Collected data:

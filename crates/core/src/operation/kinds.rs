//! Operation variants and their stage hooks
//!
//! The set of operation kinds is closed; hooks branch on [`OperationKind`]
//! where a variant customizes a stage and share the default otherwise.

use std::collections::{HashMap, HashSet};

use regsync_domain::{
    CorrelationRecord, ExternalBusinessError, ItemError, ItemSuccess, OperationDirection,
    OperationStatus, RegistryError, RegistryResult, ResultItem,
};
use tracing::{debug, warn};

use super::engine::Operation;
use crate::unix_now;

/// Implementation behind an operation name.
#[derive(Debug, Clone, Copy, PartialEq, Eq, Hash)]
pub enum OperationKind {
    /// Push local objects to the registry.
    GenericExport,
    /// Pull registry identities and attributes for local objects.
    GenericImport,
    /// Import whose result groups child items under a parent entry.
    NestedImport,
}

impl OperationKind {
    pub fn is_import(self) -> bool {
        matches!(self, Self::GenericImport | Self::NestedImport)
    }

    pub fn direction(self) -> OperationDirection {
        if self.is_import() {
            OperationDirection::Import
        } else {
            OperationDirection::Export
        }
    }
}

/// A result item matched to its correlation record.
#[derive(Debug, Clone)]
pub struct SuccessItem {
    pub record: CorrelationRecord,
    pub success: ItemSuccess,
    /// Transport id of the enclosing group for nested results.
    pub group_id: Option<String>,
}

/// Result entry after flattening, tagged with its group.
struct FlatItem {
    item: ResultItem,
    group_id: Option<String>,
}

impl Operation {
    /// Drop objects that need no submission before records are created.
    ///
    /// Imports and updating exports keep everything; a plain export skips
    /// objects the registry already knows.
    pub async fn filter(&mut self, ids: Vec<String>) -> Result<Vec<String>, RegistryError> {
        if self.kind.is_import() || self.record.is_updating() {
            return Ok(ids);
        }

        let now = unix_now();
        let window = self.deps.config.live_transport_window_secs;
        let batch_id = self.record.batch_id().to_string();

        let mut kept = Vec::with_capacity(ids.len());
        for id in ids {
            let key = self.key_for(&id);
            match self.deps.correlations.find(&key).await? {
                Some(existing)
                    if existing.is_in_flight(now, window)
                        && existing.batch_id.as_deref() != Some(batch_id.as_str()) =>
                {
                    // Another submission owns the record until its result lands.
                    kept.push(id);
                }
                Some(mut existing) if !existing.deleted && existing.has_external_identity() => {
                    if existing.transport_id.is_some() {
                        self.deps.correlations.unmap(&mut existing).await?;
                    }
                    debug!(key = %key, "Already registered, not exporting");
                }
                _ => kept.push(id),
            }
        }
        Ok(kept)
    }

    /// Whether a loaded record is left out of the request. A skipped record
    /// is unmapped so a stale result cannot land on it.
    pub async fn is_skippable(
        &mut self,
        record: Option<&mut CorrelationRecord>,
    ) -> Result<bool, RegistryError> {
        if self.kind.is_import() {
            return Ok(false);
        }
        let Some(record) = record else {
            return Ok(false);
        };

        let skip =
            !record.deleted && !self.record.is_updating() && record.has_external_identity();
        if skip {
            self.deps.correlations.unmap(record).await?;
        }
        Ok(skip)
    }

    /// The registry does not know this object: drop its identity, report it
    /// and queue it to be exported again.
    pub async fn missing(
        &mut self,
        record: &mut CorrelationRecord,
        reason: &str,
    ) -> Result<(), RegistryError> {
        self.deps.correlations.reset(record).await?;

        if !self.record.missing_ids.contains(&record.object_id) {
            self.record.missing_ids.push(record.object_id.clone());
        }
        self.record.push_error(format!("{}: {reason}", record.key()));

        let first_time = self.missing_seen.insert(record.key().to_string());
        if self.deps.config.export_missing && first_time {
            if let Err(err) = self
                .deps
                .queue
                .enqueue(
                    record.object_type.clone(),
                    &record.object_id,
                    record.house_id.as_deref(),
                    None,
                )
                .await
            {
                warn!(key = %record.key(), error = %err, "Failed to re-queue missing object");
            }
        } else {
            warn!(key = %record.key(), reason, "Object unknown to the registry");
        }
        Ok(())
    }

    /// Record item-level errors against the matching correlation record.
    pub async fn issue(
        &mut self,
        transport_id: &str,
        errors: &[ItemError],
        known: &mut HashMap<String, CorrelationRecord>,
    ) -> Result<(), RegistryError> {
        let message = errors.iter().map(ItemError::message).collect::<Vec<_>>().join("; ");

        let Some(record) = known.get_mut(transport_id) else {
            warn!(transport_id, message = %message, "Error for an item not in this batch");
            return Ok(());
        };

        self.deps.correlations.mark_error(record, &message).await?;
        self.record.push_error(format!("{}: {message}", record.key()));
        Ok(())
    }

    /// Match result items to records and route their errors.
    ///
    /// Returns the successful items; errors, warnings and missing objects are
    /// applied as a side effect.
    pub async fn parse(
        &mut self,
        result: RegistryResult,
        known: &mut HashMap<String, CorrelationRecord>,
    ) -> Result<Vec<SuccessItem>, RegistryError> {
        if let Some(error) = result.error {
            return Err(ExternalBusinessError::from(error).into());
        }

        let warning_codes = self.deps.config.warning_codes.clone();
        let missing_codes = self.deps.config.missing_codes.clone();

        let mut successes = Vec::new();
        for FlatItem { item, group_id } in self.flatten(result.items) {
            let Some(transport_id) = item.transport_id else {
                warn!(errors = item.errors.len(), "Result item without transport id");
                continue;
            };

            let (warnings, errors): (Vec<ItemError>, Vec<ItemError>) = item
                .errors
                .into_iter()
                .partition(|e| warning_codes.iter().any(|code| code == &e.code));

            if let Some(record) = known.get(&transport_id) {
                let key = record.key();
                for warning in &warnings {
                    self.record.push_warning(format!("{key}: {}", warning.message()));
                }
            }

            if !errors.is_empty() {
                let missing = errors.iter().any(|e| missing_codes.iter().any(|c| c == &e.code));
                if missing && known.contains_key(&transport_id) {
                    let reason =
                        errors.iter().map(ItemError::message).collect::<Vec<_>>().join("; ");
                    if let Some(record) = known.get_mut(&transport_id) {
                        self.missing(record, &reason).await?;
                    }
                } else {
                    self.issue(&transport_id, &errors, known).await?;
                }
                continue;
            }

            match (known.get(&transport_id), item.success) {
                (Some(record), Some(success)) => {
                    successes.push(SuccessItem { record: record.clone(), success, group_id });
                }
                (None, Some(_)) => {
                    warn!(transport_id = %transport_id, "Result for an item not in this batch");
                }
                (Some(record), None) if warnings.is_empty() => {
                    let key = record.key();
                    self.record.push_warning(format!("{key}: empty result"));
                }
                _ => {}
            }
        }

        debug!(successes = successes.len(), "Parsed registry result");
        Ok(successes)
    }

    /// Persist successful items; returns how many were written.
    pub async fn store(&mut self, items: Vec<SuccessItem>) -> Result<usize, RegistryError> {
        let mut seen = HashSet::new();
        let mut stored = 0;

        for SuccessItem { mut record, success, group_id } in items {
            let Some(transport_id) = record.transport_id.clone() else {
                continue;
            };
            if !seen.insert(transport_id) {
                continue;
            }

            if self.kind.is_import() {
                self.deps.imports.store_item(&record, &success, group_id.as_deref()).await?;
            }

            let saved_at = success.modified_at.map(|at| at.timestamp()).unwrap_or_else(unix_now);
            let written = self
                .deps
                .correlations
                .mark_saved(
                    &mut record,
                    success.external_id.clone(),
                    success.code.clone(),
                    saved_at,
                )
                .await?;
            if written {
                stored += 1;
            }
        }
        Ok(stored)
    }

    /// Final status; exports hand missing objects to a secondary import.
    pub async fn conclude(&mut self) -> Result<OperationStatus, RegistryError> {
        if !self.kind.is_import()
            && self.deps.config.export_missing
            && !self.record.missing_ids.is_empty()
        {
            match self
                .deps
                .imports
                .import_missing(&self.record.object_type, &self.record.missing_ids)
                .await
            {
                Ok(true) => debug!(count = self.record.missing_ids.len(), "Started missing import"),
                Ok(false) => warn!(
                    object_type = %self.record.object_type,
                    "No secondary import for missing objects"
                ),
                Err(err) => warn!(error = %err, "Secondary import for missing objects failed"),
            }
        }

        self.release_locks().await;
        Ok(self.record.concluded_status())
    }

    fn flatten(&mut self, items: Vec<ResultItem>) -> Vec<FlatItem> {
        match self.kind {
            OperationKind::NestedImport => {
                let mut flat = Vec::new();
                for group in items {
                    for error in &group.errors {
                        self.record.push_error(format!("group: {}", error.message()));
                    }
                    let group_id = group.transport_id;
                    flat.extend(
                        group
                            .children
                            .into_iter()
                            .map(|item| FlatItem { item, group_id: group_id.clone() }),
                    );
                }
                flat
            }
            OperationKind::GenericExport | OperationKind::GenericImport => {
                items.into_iter().map(|item| FlatItem { item, group_id: None }).collect()
            }
        }
    }
}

How to complete this task — Filter the entries by the string "records" and copy each matching line.

Expected answer —
    /// Drop objects that need no submission before records are created.
    /// Match result items to records and route their errors.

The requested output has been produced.